Le regioni più a rischio – Quello della carenza di medici e specialisti è un problema che abbraccia tutta la penisola: tra le regioni con un deficit più alto troviamo la Lombardia, il Piemonte e la Sicilia. In Lombardia previsto un ammanco di 1921 medici, con carenze soprattutto nel settore pediatrico. Il fabbisogno reale della regione appare però più basso rispetto a quello dichiarato nello studio, ed è dovuto alla grande presenza sul territorio della sanità privata. Inoltre, rispetto al altre regioni italiane, appare poco propensa al finanziamento pubblico di posti aggiuntivi, con soli 53 contratti per anno. In Piemonte il saldo negativo si aggira intorno alle 2000 unità, e vede nella medicina d’urgenza in settore più a rischio. Il finanziamento regionale per la formazione specialistica elargisce soltanto 10 borse di studio annue, che vengono spalmate nelle branche più in sofferenza. La Sicilia è una delle realtà più a rischio con un deficit di 2251 medici previsti nel 2025. Qui le carenze riguardano ogni singolo settore sanitario, e la situazione è aggravata da un fabbisogno stimato superiore rispetto a quello dichiarato dalla regione stessa. Il finanziamento pubblico è attivo per 44 posti ogni anno, che vengono però distribuiti senza tener conto del fabbisogno nei settori specifici.

Il caso del Lazio – In uno scenario così drastico, il Lazio è l’unico esempio virtuoso che emerge dallo studio Anaao. La regione infatti non presenterà un deficit totale di specialisti al 2025, ma registrerà anzi un surplus di 905 unità. Tuttavia questa è una stima sul numero generale: anche in Lazio verrano registrati dei deficit in alcune branche specifiche, come medicina d’urgenza, patologia clinica e biochimica. Il fabbisogno dichiarato dalla regione risulta però molto minore rispetto a quello calcolato da Anaao (richiesti soltanto 345 contratti all’anno, quando ne servirebbero quasi il doppio), così come risulta errata la gestione dei contratti da parte del Miur. Nel Lazio infatti, il ministero per l’Università e la Ricerca finanzia così tanti contratti da creare disavanzi in settori come geriatria (127 unità in più del necessario), cardiologia (120), fisiatria (183) e neurologia (104), lasciando in grave deficit la branca della medicina d’urgenza (con una carenza prevista al 2025 di 544 unità).

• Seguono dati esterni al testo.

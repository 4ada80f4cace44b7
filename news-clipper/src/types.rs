use serde::{Deserialize, Serialize};

/// A named feed in the registry. Identity is the name.
#[derive(Debug, Clone, PartialEq, Eq, Serialize, Deserialize)]
pub struct FeedSource {
    pub name: String,
    pub url: String,
}

impl FeedSource {
    pub fn new(name: impl Into<String>, url: impl Into<String>) -> Self {
        Self {
            name: name.into(),
            url: url.into(),
        }
    }
}

/// An entry as handed over by the feed collaborator, before any cleanup.
#[derive(Debug, Clone, Default, PartialEq, Eq)]
pub struct RawEntry {
    pub title: String,
    pub link: String,
    pub published: Option<String>,
    pub summary: Option<String>,
}

/// Canonical news item. Title and summary are plain text.
#[derive(Debug, Clone, PartialEq, Eq, Serialize, Deserialize)]
pub struct NewsItem {
    pub source: String,
    pub title: String,
    pub link: String,
    /// Raw timestamp as published by the feed, empty when absent.
    pub published: String,
    pub summary: String,
}

#[derive(Debug, Clone)]
pub struct FetchConfig {
    pub user_agent: String,
    pub timeout_seconds: u64,
    pub max_retries: u32,
    pub retry_delay_seconds: u64,
    pub max_feed_size_mb: usize,
    pub max_redirects: usize,
}

impl Default for FetchConfig {
    fn default() -> Self {
        Self {
            user_agent: "News-Clipper/1.0".to_string(),
            timeout_seconds: 30,
            max_retries: 2,
            retry_delay_seconds: 2,
            max_feed_size_mb: 10,
            max_redirects: 5,
        }
    }
}

/// Coarse classification of failures, used to decide how a failure is contained.
#[derive(Debug, Clone, Copy, PartialEq, Eq)]
pub enum ErrorKind {
    /// One feed could not be fetched or parsed. The run continues without it.
    SourceFetch,
    /// Mail could not be built or sent. Recovered by the file fallback.
    Delivery,
    /// Missing or invalid settings.
    Configuration,
    /// Local filesystem or serialization failure.
    Io,
}

#[derive(Debug, thiserror::Error)]
pub enum ClipperError {
    #[error("HTTP error: {0}")]
    Http(#[from] reqwest::Error),

    #[error("HTTP {status} from {url}")]
    HttpStatus { url: String, status: u16 },

    #[error("Feed parse error: {0}")]
    FeedParse(String),

    #[error("Feed size exceeds limit: {size_mb}MB")]
    FeedTooLarge { size_mb: usize },

    #[error("Invalid URL: {0}")]
    InvalidUrl(#[from] url::ParseError),

    #[error("Unsupported feed URL scheme: {url}")]
    UnsupportedScheme { url: String },

    #[error("Email build error: {0}")]
    Email(#[from] lettre::error::Error),

    #[error("Invalid email address: {0}")]
    Address(#[from] lettre::address::AddressError),

    #[error("SMTP error: {0}")]
    Smtp(#[from] lettre::transport::smtp::Error),

    #[error("Configuration error: {0}")]
    Configuration(String),

    #[error("IO error: {0}")]
    Io(#[from] std::io::Error),

    #[error("Serialization error: {0}")]
    Serialization(#[from] serde_json::Error),
}

impl ClipperError {
    pub fn kind(&self) -> ErrorKind {
        match self {
            ClipperError::Http(_)
            | ClipperError::HttpStatus { .. }
            | ClipperError::FeedParse(_)
            | ClipperError::FeedTooLarge { .. }
            | ClipperError::InvalidUrl(_)
            | ClipperError::UnsupportedScheme { .. } => ErrorKind::SourceFetch,
            ClipperError::Email(_) | ClipperError::Address(_) | ClipperError::Smtp(_) => {
                ErrorKind::Delivery
            }
            ClipperError::Configuration(_) => ErrorKind::Configuration,
            ClipperError::Io(_) | ClipperError::Serialization(_) => ErrorKind::Io,
        }
    }
}

pub type Result<T> = std::result::Result<T, ClipperError>;
//! HLS manifest handling: classification, link rewriting and the unified proxy.

pub mod classify;
pub mod proxy;
pub mod rewrite;

pub use classify::{Classification, Classifier, ContentKind, Verdict};
pub use proxy::{ManifestCache, ManifestProxy, ProxyRequest};
pub use rewrite::LinkContext;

Le possibili soluzioni – «Se sono veri i dati che nei prossimi 5 anni mancheranno migliaia medici di famiglia e circa 16.500 specialisti, ben venga allora l’impegno concreto della ministra alla Salute, Giulia Grillo, per sbloccare le assunzioni di medici». A dirlo è Pina Onotri, segretario generale dello Sindacato medici Italia (Smi), che aggiunge: «Per i medici di famiglia ci battiamo da tempo per l’estensione sul territorio nazionale delle strutture organizzate e per l’assistenza primaria come punto di riferimento per i cittadini». Altra ipotesi per risolvere il problema è quella dell’importazione dall’estero dei medici, così come spiegato da Alessandro Garau, segretario nazionale del sindacato Coas Medici dirigenti: «La carenza di medici specialisti è una vera emergenza nazionale cui si potrà far fronte probabilmente solo con l’importazione di medici da altri Paesi, o creando i presupposti per il rientro in Italia di chi negli anni è stato costretto ad emigrare».